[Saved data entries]
#####

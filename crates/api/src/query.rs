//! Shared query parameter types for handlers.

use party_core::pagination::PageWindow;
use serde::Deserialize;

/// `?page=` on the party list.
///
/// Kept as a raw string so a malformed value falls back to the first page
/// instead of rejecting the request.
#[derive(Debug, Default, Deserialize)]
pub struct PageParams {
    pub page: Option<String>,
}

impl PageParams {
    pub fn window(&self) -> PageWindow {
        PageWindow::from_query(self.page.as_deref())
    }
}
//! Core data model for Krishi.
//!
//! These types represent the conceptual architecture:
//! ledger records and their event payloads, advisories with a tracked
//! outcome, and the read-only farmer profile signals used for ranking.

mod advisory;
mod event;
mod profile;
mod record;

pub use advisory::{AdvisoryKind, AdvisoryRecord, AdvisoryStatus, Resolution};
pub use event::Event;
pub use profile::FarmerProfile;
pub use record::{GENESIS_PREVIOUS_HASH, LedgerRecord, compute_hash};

#####

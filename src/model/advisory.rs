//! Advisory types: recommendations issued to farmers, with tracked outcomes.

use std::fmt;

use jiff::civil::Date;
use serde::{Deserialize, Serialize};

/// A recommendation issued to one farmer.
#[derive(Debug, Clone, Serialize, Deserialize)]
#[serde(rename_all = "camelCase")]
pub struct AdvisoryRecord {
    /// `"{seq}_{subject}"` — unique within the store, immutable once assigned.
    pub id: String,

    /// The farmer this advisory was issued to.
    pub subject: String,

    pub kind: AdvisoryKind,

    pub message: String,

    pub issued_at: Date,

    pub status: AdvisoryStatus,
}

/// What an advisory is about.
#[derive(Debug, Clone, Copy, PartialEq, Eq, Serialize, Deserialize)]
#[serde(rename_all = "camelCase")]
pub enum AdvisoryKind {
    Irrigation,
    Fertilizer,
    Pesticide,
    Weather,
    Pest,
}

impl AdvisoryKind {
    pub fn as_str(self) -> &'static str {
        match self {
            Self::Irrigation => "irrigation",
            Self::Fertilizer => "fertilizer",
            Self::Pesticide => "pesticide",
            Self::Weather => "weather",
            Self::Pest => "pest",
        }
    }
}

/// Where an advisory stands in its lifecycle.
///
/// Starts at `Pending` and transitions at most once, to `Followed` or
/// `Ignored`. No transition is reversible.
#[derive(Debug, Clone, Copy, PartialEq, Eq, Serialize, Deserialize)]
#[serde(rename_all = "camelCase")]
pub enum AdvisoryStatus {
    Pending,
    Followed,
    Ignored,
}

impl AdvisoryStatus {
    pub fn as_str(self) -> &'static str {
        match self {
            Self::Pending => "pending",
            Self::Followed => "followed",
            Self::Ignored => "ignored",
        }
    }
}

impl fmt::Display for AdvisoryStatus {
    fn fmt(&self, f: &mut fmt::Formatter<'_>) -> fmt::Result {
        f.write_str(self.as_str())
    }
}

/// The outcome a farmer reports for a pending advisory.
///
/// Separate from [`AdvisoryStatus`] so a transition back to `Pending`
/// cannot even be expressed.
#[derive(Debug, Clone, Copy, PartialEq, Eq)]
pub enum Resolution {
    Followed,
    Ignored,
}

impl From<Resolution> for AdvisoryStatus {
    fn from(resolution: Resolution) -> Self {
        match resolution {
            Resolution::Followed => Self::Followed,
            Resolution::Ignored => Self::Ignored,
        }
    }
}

#####

With the line that has "filename crates/api/src/query.rs" as the first and the line that has "pub fn window(&self)" as the last, repeat exactly that run of lines above and no more.

= FINAL ANSWER =
filename crates/api/src/query.rs
//! Shared query parameter types for handlers.

use party_core::pagination::PageWindow;
use serde::Deserialize;

/// `?page=` on the party list.
///
/// Kept as a raw string so a malformed value falls back to the first page
/// instead of rejecting the request.
#[derive(Debug, Default, Deserialize)]
pub struct PageParams {
    pub page: Option<String>,
}

impl PageParams {
    pub fn window(&self) -> PageWindow {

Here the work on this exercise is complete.